Wednesday, October 31, 2018

#halloween

Halloween is a major holiday in our household: the girls decorate with jack-o-lanterns and cobwebs and giant-ass spiders, and they put hours of planning into their costumes. This year Chloe went as a cat and Zoey went as a vampire, and they looked pretty damned cute (as the picture heading this post shows). This was our first year trick-or-treating in the new neighborhood, and it quickly became apparent that we're surrounded by rich folk. Sure, we knew it to be true; the only reason we were able to afford our house was because the previous owners were desperate to sell it (we could put it on the market now and make 30k in profit easy!), but it became even more apparent when half our neighbors let the girls scoop king-sized candy bars into their bags. It started to downpour towards the end of the night, and we were all soaked head-to-toe by the time we made it home. The girls weighed their candy, and each got around seven pounds! I don't think I've ever seen a haul like that. Ashley rounded out the evening making Halloween-themed 'Mummy Dogs', but it turns out Pinterest is full of shit--the 'mummy dogs' came out looking like gauze-wrapped penises.

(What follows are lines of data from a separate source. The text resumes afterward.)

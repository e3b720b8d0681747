//! Shared page props.

use std::collections::BTreeMap;

use rust_decimal::Decimal;
use salvo::{oapi::ToSchema, prelude::*};
use serde::{Deserialize, Serialize};
use tracing::{error, warn};

use storefront_app::domain::{
    carts::{
        records::{CartItem, CartLoad},
        summary,
    },
    users::records::UserRecord,
};

use crate::{carts::resources::CartItemResource, csrf::CsrfToken, extensions::*, pages};

/// Signed-in user as exposed to pages.
#[derive(Debug, Clone, PartialEq, Eq, Serialize, Deserialize, ToSchema)]
pub(crate) struct UserResource {
    pub id: i64,
    pub name: String,
    pub email: String,
}

impl From<&UserRecord> for UserResource {
    fn from(user: &UserRecord) -> Self {
        Self {
            id: user.id.into_i64(),
            name: user.name.clone(),
            email: user.email.clone(),
        }
    }
}

/// Authentication state, `user` is `None` for guests.
#[derive(Debug, Clone, PartialEq, Eq, Serialize, Deserialize, ToSchema)]
pub(crate) struct AuthProps {
    pub user: Option<UserResource>,
}

/// Props every page receives.
#[derive(Debug, Clone, PartialEq, Serialize, Deserialize, ToSchema)]
pub(crate) struct SharedProps {
    pub csrf_token: String,
    pub auth: AuthProps,
    pub routes: BTreeMap<String, String>,
    pub location: String,

    #[serde(rename = "totalPrice")]
    #[salvo(schema(value_type = f64))]
    pub total_price: Decimal,

    #[serde(rename = "totalQuantity")]
    pub total_quantity: u64,

    #[serde(rename = "miniCartItems")]
    pub mini_cart_items: Vec<CartItemResource>,
}

/// Build the shared props for the current request.
///
/// A cart that cannot be read renders as empty, so the page still loads.
pub(crate) async fn shared_props(req: &Request, depot: &Depot) -> Result<SharedProps, StatusError> {
    let session = depot.cart_session_or_500()?;

    let items: &[CartItem] = match session.load().await {
        Ok(CartLoad::Loaded(items)) => items.as_slice(),
        Ok(CartLoad::Degraded { reason }) => {
            warn!(%reason, "rendering unreadable cart as empty");

            &[]
        }
        Err(source) => {
            error!("failed to load cart for page props: {source}");

            &[]
        }
    };

    Ok(SharedProps {
        csrf_token: depot
            .obtain::<CsrfToken>()
            .map(|token| token.0.clone())
            .unwrap_or_default(),
        auth: AuthProps {
            user: depot.current_user().map(Into::into),
        },
        routes: pages::routes(),
        location: pages::request_location(req),
        total_price: summary::total_price(items),
        total_quantity: summary::total_quantity(items),
        mini_cart_items: items.iter().map(Into::into).collect(),
    })
}
use clap::Args;
use storefront_app::domain::users::{
    PgUsersService, UsersService,
    data::VendorProfile,
    records::{UserId, VendorStatus},
};

#[derive(Debug, Args)]
pub(crate) struct VendorArgs {
    /// PostgreSQL connection string
    #[arg(long, env = "DATABASE_URL", hide_env_values = true)]
    database_url: String,

    /// User that sells through this store
    #[arg(long)]
    user_id: i64,

    /// Store name shown to shoppers
    #[arg(long)]
    store_name: String,

    /// Store postal address
    #[arg(long)]
    store_address: Option<String>,

    /// pending, approved or rejected
    #[arg(long, default_value = "pending")]
    status: VendorStatus,
}

pub(crate) async fn run(args: VendorArgs) -> Result<(), String> {
    let pool = super::super::connect(&args.database_url).await?;

    let vendor = PgUsersService::new(pool)
        .save_vendor_profile(VendorProfile {
            user_id: UserId::from_i64(args.user_id),
            status: args.status,
            store_name: args.store_name,
            store_address: args.store_address,
        })
        .await
        .map_err(|error| format!("failed to save vendor profile: {error}"))?;

    println!("user_id: {}", vendor.user_id);
    println!("store_name: {}", vendor.store_name);
    println!("status: {}", vendor.status);

    Ok(())
}
//! Remove Cart Line Handler

use std::collections::BTreeMap;

use salvo::{
    oapi::extract::{JsonBody, PathParam},
    prelude::*,
};
use serde::{Deserialize, Serialize};

use storefront_app::domain::products::records::ProductId;

use crate::{
    carts::{
        errors::into_status_error,
        handlers::{CartSummaryResponse, selection_from, summary_response},
    },
    extensions::*,
    observability::observe_cart_mutation,
};

/// Remove Cart Line Request
#[derive(Debug, Default, Serialize, Deserialize, ToSchema)]
pub(crate) struct RemoveCartLineRequest {
    /// Options identifying the line
    #[serde(default)]
    pub option_ids: BTreeMap<i64, i64>,
}

/// Remove Cart Line Handler
#[endpoint(
    tags("cart"),
    summary = "Remove Cart Line",
    responses(
        (status_code = StatusCode::OK, description = "Line removed"),
        (status_code = StatusCode::FORBIDDEN, description = "CSRF token mismatch"),
        (status_code = StatusCode::INTERNAL_SERVER_ERROR, description = "Internal Server Error"),
    ),
)]
pub(crate) async fn handler(
    product: PathParam<i64>,
    json: JsonBody<RemoveCartLineRequest>,
    depot: &mut Depot,
) -> Result<Json<CartSummaryResponse>, StatusError> {
    let request = json.into_inner();
    let session = depot.cart_session_mut_or_500()?;

    let removed = session
        .remove_item(
            ProductId::from_i64(product.into_inner()),
            selection_from(request.option_ids),
        )
        .await;

    observe_cart_mutation("remove", removed.is_ok());

    removed.map_err(into_status_error)?;

    summary_response(session, "Product was removed from cart").await
}
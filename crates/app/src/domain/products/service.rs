//! Products service.

use async_trait::async_trait;
use mockall::automock;

use crate::{
    database::Db,
    domain::products::{
        data::{Pagination, ProductPage},
        errors::ProductsServiceError,
        records::{OptionId, OptionWithTypeRecord, ProductId, ProductRecord, ProductSummaryRecord},
        repository::PgProductsRepository,
    },
};

#[derive(Debug, Clone)]
pub struct PgProductsService {
    db: Db,
    repository: PgProductsRepository,
}

impl PgProductsService {
    #[must_use]
    pub fn new(db: Db) -> Self {
        Self {
            db,
            repository: PgProductsRepository::new(),
        }
    }
}

#[async_trait]
impl ProductsService for PgProductsService {
    async fn list_products(
        &self,
        pagination: Pagination,
    ) -> Result<ProductPage, ProductsServiceError> {
        let mut tx = self.db.begin_read_transaction().await?;

        let products = self.repository.list_products(&mut tx, pagination).await?;
        let total = self.repository.count_products(&mut tx).await?;

        tx.commit().await?;

        Ok(ProductPage {
            products,
            total,
            pagination,
        })
    }

    async fn get_product(&self, product: ProductId) -> Result<ProductRecord, ProductsServiceError> {
        let mut tx = self.db.begin_read_transaction().await?;

        let product = self.repository.get_product(&mut tx, product).await?;

        tx.commit().await?;

        Ok(product)
    }

    async fn get_product_by_slug(&self, slug: &str) -> Result<ProductRecord, ProductsServiceError> {
        let mut tx = self.db.begin_read_transaction().await?;

        let product = self.repository.get_product_by_slug(&mut tx, slug).await?;

        tx.commit().await?;

        Ok(product)
    }

    async fn get_cart_products(
        &self,
        products: &[ProductId],
    ) -> Result<Vec<ProductSummaryRecord>, ProductsServiceError> {
        if products.is_empty() {
            return Ok(Vec::new());
        }

        let mut tx = self.db.begin_read_transaction().await?;

        let products = self.repository.get_cart_products(&mut tx, products).await?;

        tx.commit().await?;

        Ok(products)
    }

    async fn get_options(
        &self,
        options: &[OptionId],
    ) -> Result<Vec<OptionWithTypeRecord>, ProductsServiceError> {
        if options.is_empty() {
            return Ok(Vec::new());
        }

        let mut tx = self.db.begin_read_transaction().await?;

        let options = self.repository.get_options(&mut tx, options).await?;

        tx.commit().await?;

        Ok(options)
    }
}

#[automock]
#[async_trait]
pub trait ProductsService: Send + Sync {
    /// Retrieves one page of listed products, newest first.
    async fn list_products(&self, pagination: Pagination)
    -> Result<ProductPage, ProductsServiceError>;

    /// Retrieve a single listed product with its full variation graph.
    async fn get_product(&self, product: ProductId) -> Result<ProductRecord, ProductsServiceError>;

    /// Retrieve a single listed product by its URL slug.
    async fn get_product_by_slug(&self, slug: &str) -> Result<ProductRecord, ProductsServiceError>;

    /// Batch lookup of listed products referenced by cart entries.
    ///
    /// Ids that are missing, unpublished or owned by an unapproved vendor are
    /// absent from the result.
    async fn get_cart_products(
        &self,
        products: &[ProductId],
    ) -> Result<Vec<ProductSummaryRecord>, ProductsServiceError>;

    /// Batch lookup of variation options with their parent type.
    async fn get_options(
        &self,
        options: &[OptionId],
    ) -> Result<Vec<OptionWithTypeRecord>, ProductsServiceError>;
}
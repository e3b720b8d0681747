//! Process-global observability runtime settings.

use std::sync::atomic::{AtomicBool, AtomicU64, Ordering};

use crate::config::ServerConfig;

const DEFAULT_SLOW_REQUEST_THRESHOLD_MS: u64 = 1_000;

static SLOW_REQUEST_THRESHOLD_MS: AtomicU64 = AtomicU64::new(DEFAULT_SLOW_REQUEST_THRESHOLD_MS);
static OTEL_PARENT_PROPAGATION_ENABLED: AtomicBool = AtomicBool::new(false);

pub(super) fn apply_runtime_config(config: &ServerConfig) {
    let observability = &config.observability;

    SLOW_REQUEST_THRESHOLD_MS.store(
        config.logging.slow_request_threshold_ms,
        Ordering::Relaxed,
    );
    OTEL_PARENT_PROPAGATION_ENABLED.store(
        observability.otel_enabled && observability.otel_parent_propagation_enabled,
        Ordering::Relaxed,
    );
}

pub(super) fn slow_request_threshold_ms() -> u64 {
    SLOW_REQUEST_THRESHOLD_MS.load(Ordering::Relaxed)
}

pub(super) fn otel_parent_propagation_enabled() -> bool {
    OTEL_PARENT_PROPAGATION_ENABLED.load(Ordering::Relaxed)
}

Zoey found it hilarious. We wrapped up the evening watching a classic Halloween movie that Ash and I loved as kids: Hocus Pocus


Ash and I spend Octobers watching scary movies; last year we watched most of the classics (such as Nightmare on Elm Street, Friday the 13th, Halloween, etc.), but this year we stuck to more recent films. We watched the 2017 remake of IT (creepy rather than scary, and waaaay better than the old version), along with some Netflix and Amazon Prime selections. We binge-watched The Haunting of Hill House, perhaps the best 'scary show' to come out in a decade, and I was delighted to learn it's based off a book that is hailed as being far more darker than the TV show. I've added it (along with Stephen King's novel of the aforementioned IT) to my 2019 Reading Queue. Here are some of the movies/shows in our 2019 Halloween Bonanza: 


The Frankenstein Chronicles is a remastered look at Dr. Frankenstein and his machinations involving piecing orphan kids together into hideous caricatures of their old selves. Interestingly (to me, at least; when I explained this to Ash, I'm pretty sure her eyes yawned), the British show has a veiled connection with Bernard Cornwell's Richard Sharpe Series. Cornwell's series takes place during the Napoleonic Wars and follows the career of a rifleman in Wellington's army. The BBC adaptation of the series casts Sean Bean as Richard Sharpe, and in The Frankenstein Chronicles, Bean plays a veteran soldier who now works as a detective in London. In the first episode Bean says that he served with the 95th Rifles, in the Second Battalion--just like Sharpe. Thus when I watched the show, it was like watching Richard Sharpe in his retirement.